## [TASK DETAILS]
The lines to repeat run from the one containing "when it was" through the last line of the records below; repeat them exactly and give nothing more.

(Stored data)
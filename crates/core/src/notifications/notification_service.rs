use std::collections::HashMap;
use std::sync::{Arc, Mutex, MutexGuard};
use std::time::Duration;

use log::{debug, warn};
use tokio::sync::oneshot;
use tokio::task::AbortHandle;

use super::notification_model::{Notification, NotificationId, NotificationLevel};
use crate::view::{ViewRenderer, ViewUpdate};

type ActiveMap = Arc<Mutex<HashMap<NotificationId, AbortHandle>>>;

fn lock_active(active: &ActiveMap) -> MutexGuard<'_, HashMap<NotificationId, AbortHandle>> {
    active.lock().unwrap_or_else(|poisoned| {
        warn!("Notification registry mutex was poisoned, recovering");
        poisoned.into_inner()
    })
}

/// Shows toast notifications and dismisses them after a fixed TTL.
///
/// Whoever removes an id from the registry first (the auto-dismiss timer or
/// `dismiss`) renders the dismissal; the other side becomes a no-op.
/// Must be used from within a tokio runtime.
pub struct NotificationService {
    renderer: Arc<dyn ViewRenderer>,
    ttl: Duration,
    active: ActiveMap,
}

impl NotificationService {
    pub fn new(renderer: Arc<dyn ViewRenderer>, ttl: Duration) -> Self {
        Self {
            renderer,
            ttl,
            active: Arc::new(Mutex::new(HashMap::new())),
        }
    }

    pub fn show(&self, message: impl Into<String>, level: NotificationLevel) -> NotificationId {
        let notification = Notification::new(message, level);
        let id = notification.id;

        // The expiry countdown starts once the toast has been rendered, so a
        // dismissal can never be rendered ahead of it.
        let (shown_tx, shown_rx) = oneshot::channel::<()>();
        let registry = Arc::clone(&self.active);
        let renderer = Arc::clone(&self.renderer);
        let ttl = self.ttl;
        let task = tokio::spawn(async move {
            let _ = shown_rx.await;
            tokio::time::sleep(ttl).await;
            let removed = lock_active(&registry).remove(&id).is_some();
            if removed {
                debug!("Notification {} expired", id);
                renderer.render(ViewUpdate::notification_dismissed(id));
            }
        });
        lock_active(&self.active).insert(id, task.abort_handle());

        self.renderer
            .render(ViewUpdate::notification_shown(notification));
        let _ = shown_tx.send(());

        id
    }

    pub fn info(&self, message: impl Into<String>) -> NotificationId {
        self.show(message, NotificationLevel::Info)
    }

    pub fn success(&self, message: impl Into<String>) -> NotificationId {
        self.show(message, NotificationLevel::Success)
    }

    pub fn error(&self, message: impl Into<String>) -> NotificationId {
        self.show(message, NotificationLevel::Error)
    }

    /// Dismisses a visible notification early. Returns `false` when it was
    /// already gone.
    pub fn dismiss(&self, id: NotificationId) -> bool {
        let Some(handle) = lock_active(&self.active).remove(&id) else {
            return false;
        };
        handle.abort();
        debug!("Notification {} dismissed", id);
        self.renderer.render(ViewUpdate::notification_dismissed(id));
        true
    }

    /// Number of notifications currently visible.
    pub fn active_count(&self) -> usize {
        lock_active(&self.active).len()
    }
}

impl Drop for NotificationService {
    fn drop(&mut self) {
        for (_, handle) in lock_active(&self.active).drain() {
            handle.abort();
        }
    }
}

## [TASK SOLUTION]
    /// Dismisses a visible notification early. Returns `false` when it was
    /// already gone.
    pub fn dismiss(&self, id: NotificationId) -> bool {
        let Some(handle) = lock_active(&self.active).remove(&id) else {
            return false;
        };
        handle.abort();
        debug!("Notification {} dismissed", id);
        self.renderer.render(ViewUpdate::notification_dismissed(id));
        true
    }

    /// Number of notifications currently visible.
    pub fn active_count(&self) -> usize {
        lock_active(&self.active).len()
    }
}

impl Drop for NotificationService {
    fn drop(&mut self) {
        for (_, handle) in lock_active(&self.active).drain() {
            handle.abort();
        }
    }
}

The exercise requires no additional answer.